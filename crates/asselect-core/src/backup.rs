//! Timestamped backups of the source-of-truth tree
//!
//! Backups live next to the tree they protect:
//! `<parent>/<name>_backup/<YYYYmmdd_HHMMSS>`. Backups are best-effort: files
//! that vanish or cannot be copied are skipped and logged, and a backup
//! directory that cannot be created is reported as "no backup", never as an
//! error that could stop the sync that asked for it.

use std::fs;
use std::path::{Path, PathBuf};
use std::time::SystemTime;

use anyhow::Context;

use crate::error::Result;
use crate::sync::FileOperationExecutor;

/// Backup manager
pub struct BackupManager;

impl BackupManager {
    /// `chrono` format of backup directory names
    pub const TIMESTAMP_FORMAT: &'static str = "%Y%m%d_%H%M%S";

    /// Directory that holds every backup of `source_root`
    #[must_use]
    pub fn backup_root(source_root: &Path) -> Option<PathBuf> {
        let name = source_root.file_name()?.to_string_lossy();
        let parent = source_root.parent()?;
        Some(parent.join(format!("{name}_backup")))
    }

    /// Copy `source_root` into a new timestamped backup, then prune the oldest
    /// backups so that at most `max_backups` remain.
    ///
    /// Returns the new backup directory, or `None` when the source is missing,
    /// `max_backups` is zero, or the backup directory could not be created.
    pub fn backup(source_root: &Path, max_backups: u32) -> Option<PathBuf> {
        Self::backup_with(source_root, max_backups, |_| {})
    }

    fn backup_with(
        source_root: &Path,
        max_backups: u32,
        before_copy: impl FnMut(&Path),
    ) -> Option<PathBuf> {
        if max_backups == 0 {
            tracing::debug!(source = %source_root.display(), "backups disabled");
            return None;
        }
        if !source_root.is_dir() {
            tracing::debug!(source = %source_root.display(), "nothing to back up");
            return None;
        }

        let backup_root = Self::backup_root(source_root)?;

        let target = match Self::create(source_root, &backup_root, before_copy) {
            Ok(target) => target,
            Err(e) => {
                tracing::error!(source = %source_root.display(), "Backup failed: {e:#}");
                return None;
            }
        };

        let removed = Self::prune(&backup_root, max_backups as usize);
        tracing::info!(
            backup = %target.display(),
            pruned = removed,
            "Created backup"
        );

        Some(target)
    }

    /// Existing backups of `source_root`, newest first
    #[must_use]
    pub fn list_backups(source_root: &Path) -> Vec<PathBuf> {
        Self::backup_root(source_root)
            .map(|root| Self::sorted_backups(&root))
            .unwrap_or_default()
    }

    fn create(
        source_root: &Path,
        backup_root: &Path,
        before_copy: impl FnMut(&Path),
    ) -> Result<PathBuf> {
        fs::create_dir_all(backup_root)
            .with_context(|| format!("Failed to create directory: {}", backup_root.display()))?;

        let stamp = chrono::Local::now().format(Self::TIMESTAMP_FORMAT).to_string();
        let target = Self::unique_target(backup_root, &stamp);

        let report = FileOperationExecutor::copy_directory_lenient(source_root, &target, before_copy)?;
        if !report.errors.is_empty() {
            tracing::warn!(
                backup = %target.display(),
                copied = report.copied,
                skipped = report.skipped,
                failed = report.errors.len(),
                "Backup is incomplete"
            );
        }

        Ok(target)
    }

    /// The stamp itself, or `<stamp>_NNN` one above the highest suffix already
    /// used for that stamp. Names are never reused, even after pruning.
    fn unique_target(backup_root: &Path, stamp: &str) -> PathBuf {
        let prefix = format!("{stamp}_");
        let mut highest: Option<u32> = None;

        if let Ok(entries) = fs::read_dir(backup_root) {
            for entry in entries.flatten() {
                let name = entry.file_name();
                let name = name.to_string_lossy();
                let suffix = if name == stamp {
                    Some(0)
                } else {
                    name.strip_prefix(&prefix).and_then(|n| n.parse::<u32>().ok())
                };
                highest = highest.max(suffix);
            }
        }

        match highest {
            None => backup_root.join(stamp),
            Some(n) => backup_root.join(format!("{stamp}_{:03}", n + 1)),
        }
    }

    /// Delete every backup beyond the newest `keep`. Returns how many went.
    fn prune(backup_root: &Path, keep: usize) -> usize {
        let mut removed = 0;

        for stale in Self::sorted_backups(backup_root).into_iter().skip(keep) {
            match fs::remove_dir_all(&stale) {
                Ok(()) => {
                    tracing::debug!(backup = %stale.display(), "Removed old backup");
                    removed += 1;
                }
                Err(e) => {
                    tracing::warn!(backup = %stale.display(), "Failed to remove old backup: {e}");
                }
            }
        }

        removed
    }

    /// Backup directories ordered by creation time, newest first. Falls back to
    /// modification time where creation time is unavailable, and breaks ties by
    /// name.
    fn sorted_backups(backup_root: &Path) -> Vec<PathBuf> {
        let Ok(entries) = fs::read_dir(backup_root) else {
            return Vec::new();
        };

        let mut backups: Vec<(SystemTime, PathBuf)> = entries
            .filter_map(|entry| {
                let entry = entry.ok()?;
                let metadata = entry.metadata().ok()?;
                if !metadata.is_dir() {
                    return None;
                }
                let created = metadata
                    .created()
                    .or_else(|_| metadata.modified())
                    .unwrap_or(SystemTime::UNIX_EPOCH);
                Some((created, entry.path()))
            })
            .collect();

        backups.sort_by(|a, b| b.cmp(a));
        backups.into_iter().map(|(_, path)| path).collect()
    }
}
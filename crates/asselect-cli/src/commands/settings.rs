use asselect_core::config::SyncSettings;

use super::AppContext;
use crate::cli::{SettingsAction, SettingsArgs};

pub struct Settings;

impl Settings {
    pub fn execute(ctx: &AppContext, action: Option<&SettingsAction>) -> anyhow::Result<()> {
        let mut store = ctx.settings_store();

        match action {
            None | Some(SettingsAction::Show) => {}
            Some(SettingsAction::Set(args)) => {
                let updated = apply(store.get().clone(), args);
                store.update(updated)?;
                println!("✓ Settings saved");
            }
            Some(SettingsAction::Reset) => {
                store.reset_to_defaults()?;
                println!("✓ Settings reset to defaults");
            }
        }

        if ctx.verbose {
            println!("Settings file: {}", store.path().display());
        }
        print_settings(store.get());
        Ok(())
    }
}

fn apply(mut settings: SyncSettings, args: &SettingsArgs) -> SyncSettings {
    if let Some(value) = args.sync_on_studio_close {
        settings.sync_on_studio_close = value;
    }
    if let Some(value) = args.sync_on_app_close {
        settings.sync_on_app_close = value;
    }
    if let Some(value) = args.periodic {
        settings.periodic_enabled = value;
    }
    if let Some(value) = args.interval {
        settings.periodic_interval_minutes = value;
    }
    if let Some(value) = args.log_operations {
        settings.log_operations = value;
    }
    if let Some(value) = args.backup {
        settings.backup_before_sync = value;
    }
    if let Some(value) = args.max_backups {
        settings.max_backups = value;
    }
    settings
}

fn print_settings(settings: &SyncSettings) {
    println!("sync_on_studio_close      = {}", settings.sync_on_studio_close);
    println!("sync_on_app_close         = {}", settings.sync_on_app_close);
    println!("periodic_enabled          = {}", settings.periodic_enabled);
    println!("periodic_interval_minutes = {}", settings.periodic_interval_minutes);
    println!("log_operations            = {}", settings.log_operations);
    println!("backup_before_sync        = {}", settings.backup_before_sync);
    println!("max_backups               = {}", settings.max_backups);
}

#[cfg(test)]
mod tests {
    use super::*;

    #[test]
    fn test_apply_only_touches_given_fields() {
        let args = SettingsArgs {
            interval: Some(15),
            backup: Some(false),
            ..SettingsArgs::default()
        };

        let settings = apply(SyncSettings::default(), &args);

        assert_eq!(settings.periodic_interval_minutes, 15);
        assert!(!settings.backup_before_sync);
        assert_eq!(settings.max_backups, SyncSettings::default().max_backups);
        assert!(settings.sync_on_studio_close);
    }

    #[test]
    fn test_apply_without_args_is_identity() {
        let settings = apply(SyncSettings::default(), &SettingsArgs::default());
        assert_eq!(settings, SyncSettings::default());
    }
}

+-------+

In full and without alteration, write out the data above.

THE ANSWER –
filename crates/asselect-core/src/backup.rs
//! Timestamped backups of the source-of-truth tree
//!
//! Backups live next to the tree they protect:
//! `<parent>/<name>_backup/<YYYYmmdd_HHMMSS>`. Backups are best-effort: files
//! that vanish or cannot be copied are skipped and logged, and a backup
//! directory that cannot be created is reported as "no backup", never as an
//! error that could stop the sync that asked for it.

use std::fs;
use std::path::{Path, PathBuf};
use std::time::SystemTime;

use anyhow::Context;

use crate::error::Result;
use crate::sync::FileOperationExecutor;

/// Backup manager
pub struct BackupManager;

impl BackupManager {
    /// `chrono` format of backup directory names
    pub const TIMESTAMP_FORMAT: &'static str = "%Y%m%d_%H%M%S";

    /// Directory that holds every backup of `source_root`
    #[must_use]
    pub fn backup_root(source_root: &Path) -> Option<PathBuf> {
        let name = source_root.file_name()?.to_string_lossy();
        let parent = source_root.parent()?;
        Some(parent.join(format!("{name}_backup")))
    }

    /// Copy `source_root` into a new timestamped backup, then prune the oldest
    /// backups so that at most `max_backups` remain.
    ///
    /// Returns the new backup directory, or `None` when the source is missing,
    /// `max_backups` is zero, or the backup directory could not be created.
    pub fn backup(source_root: &Path, max_backups: u32) -> Option<PathBuf> {
        Self::backup_with(source_root, max_backups, |_| {})
    }

    fn backup_with(
        source_root: &Path,
        max_backups: u32,
        before_copy: impl FnMut(&Path),
    ) -> Option<PathBuf> {
        if max_backups == 0 {
            tracing::debug!(source = %source_root.display(), "backups disabled");
            return None;
        }
        if !source_root.is_dir() {
            tracing::debug!(source = %source_root.display(), "nothing to back up");
            return None;
        }

        let backup_root = Self::backup_root(source_root)?;

        let target = match Self::create(source_root, &backup_root, before_copy) {
            Ok(target) => target,
            Err(e) => {
                tracing::error!(source = %source_root.display(), "Backup failed: {e:#}");
                return None;
            }
        };

        let removed = Self::prune(&backup_root, max_backups as usize);
        tracing::info!(
            backup = %target.display(),
            pruned = removed,
            "Created backup"
        );

        Some(target)
    }

    /// Existing backups of `source_root`, newest first
    #[must_use]
    pub fn list_backups(source_root: &Path) -> Vec<PathBuf> {
        Self::backup_root(source_root)
            .map(|root| Self::sorted_backups(&root))
            .unwrap_or_default()
    }

    fn create(
        source_root: &Path,
        backup_root: &Path,
        before_copy: impl FnMut(&Path),
    ) -> Result<PathBuf> {
        fs::create_dir_all(backup_root)
            .with_context(|| format!("Failed to create directory: {}", backup_root.display()))?;

        let stamp = chrono::Local::now().format(Self::TIMESTAMP_FORMAT).to_string();
        let target = Self::unique_target(backup_root, &stamp);

        let report = FileOperationExecutor::copy_directory_lenient(source_root, &target, before_copy)?;
        if !report.errors.is_empty() {
            tracing::warn!(
                backup = %target.display(),
                copied = report.copied,
                skipped = report.skipped,
                failed = report.errors.len(),
                "Backup is incomplete"
            );
        }

        Ok(target)
    }

    /// The stamp itself, or `<stamp>_NNN` one above the highest suffix already
    /// used for that stamp. Names are never reused, even after pruning.
    fn unique_target(backup_root: &Path, stamp: &str) -> PathBuf {
        let prefix = format!("{stamp}_");
        let mut highest: Option<u32> = None;

        if let Ok(entries) = fs::read_dir(backup_root) {
            for entry in entries.flatten() {
                let name = entry.file_name();
                let name = name.to_string_lossy();
                let suffix = if name == stamp {
                    Some(0)
                } else {
                    name.strip_prefix(&prefix).and_then(|n| n.parse::<u32>().ok())
                };
                highest = highest.max(suffix);
            }
        }

        match highest {
            None => backup_root.join(stamp),
            Some(n) => backup_root.join(format!("{stamp}_{:03}", n + 1)),
        }
    }

    /// Delete every backup beyond the newest `keep`. Returns how many went.
    fn prune(backup_root: &Path, keep: usize) -> usize {
        let mut removed = 0;

        for stale in Self::sorted_backups(backup_root).into_iter().skip(keep) {
            match fs::remove_dir_all(&stale) {
                Ok(()) => {
                    tracing::debug!(backup = %stale.display(), "Removed old backup");
                    removed += 1;
                }
                Err(e) => {
                    tracing::warn!(backup = %stale.display(), "Failed to remove old backup: {e}");
                }
            }
        }

        removed
    }

    /// Backup directories ordered by creation time, newest first. Falls back to
    /// modification time where creation time is unavailable, and breaks ties by
    /// name.
    fn sorted_backups(backup_root: &Path) -> Vec<PathBuf> {
        let Ok(entries) = fs::read_dir(backup_root) else {
            return Vec::new();
        };

        let mut backups: Vec<(SystemTime, PathBuf)> = entries
            .filter_map(|entry| {
                let entry = entry.ok()?;
                let metadata = entry.metadata().ok()?;
                if !metadata.is_dir() {
                    return None;
                }
                let created = metadata
                    .created()
                    .or_else(|_| metadata.modified())
                    .unwrap_or(SystemTime::UNIX_EPOCH);
                Some((created, entry.path()))
            })
            .collect();

        backups.sort_by(|a, b| b.cmp(a));
        backups.into_iter().map(|(_, path)| path).collect()
    }
}
filename crates/asselect-cli/src/commands/settings.rs
use asselect_core::config::SyncSettings;

use super::AppContext;
use crate::cli::{SettingsAction, SettingsArgs};

pub struct Settings;

impl Settings {
    pub fn execute(ctx: &AppContext, action: Option<&SettingsAction>) -> anyhow::Result<()> {
        let mut store = ctx.settings_store();

        match action {
            None | Some(SettingsAction::Show) => {}
            Some(SettingsAction::Set(args)) => {
                let updated = apply(store.get().clone(), args);
                store.update(updated)?;
                println!("✓ Settings saved");
            }
            Some(SettingsAction::Reset) => {
                store.reset_to_defaults()?;
                println!("✓ Settings reset to defaults");
            }
        }

        if ctx.verbose {
            println!("Settings file: {}", store.path().display());
        }
        print_settings(store.get());
        Ok(())
    }
}

fn apply(mut settings: SyncSettings, args: &SettingsArgs) -> SyncSettings {
    if let Some(value) = args.sync_on_studio_close {
        settings.sync_on_studio_close = value;
    }
    if let Some(value) = args.sync_on_app_close {
        settings.sync_on_app_close = value;
    }
    if let Some(value) = args.periodic {
        settings.periodic_enabled = value;
    }
    if let Some(value) = args.interval {
        settings.periodic_interval_minutes = value;
    }
    if let Some(value) = args.log_operations {
        settings.log_operations = value;
    }
    if let Some(value) = args.backup {
        settings.backup_before_sync = value;
    }
    if let Some(value) = args.max_backups {
        settings.max_backups = value;
    }
    settings
}

fn print_settings(settings: &SyncSettings) {
    println!("sync_on_studio_close      = {}", settings.sync_on_studio_close);
    println!("sync_on_app_close         = {}", settings.sync_on_app_close);
    println!("periodic_enabled          = {}", settings.periodic_enabled);
    println!("periodic_interval_minutes = {}", settings.periodic_interval_minutes);
    println!("log_operations            = {}", settings.log_operations);
    println!("backup_before_sync        = {}", settings.backup_before_sync);
    println!("max_backups               = {}", settings.max_backups);
}

#[cfg(test)]
mod tests {
    use super::*;

    #[test]
    fn test_apply_only_touches_given_fields() {
        let args = SettingsArgs {
            interval: Some(15),
            backup: Some(false),
            ..SettingsArgs::default()
        };

        let settings = apply(SyncSettings::default(), &args);

        assert_eq!(settings.periodic_interval_minutes, 15);
        assert!(!settings.backup_before_sync);
        assert_eq!(settings.max_backups, SyncSettings::default().max_backups);
        assert!(settings.sync_on_studio_close);
    }

    #[test]
    fn test_apply_without_args_is_identity() {
        let settings = apply(SyncSettings::default(), &SettingsArgs::default());
        assert_eq!(settings, SyncSettings::default());
    }
}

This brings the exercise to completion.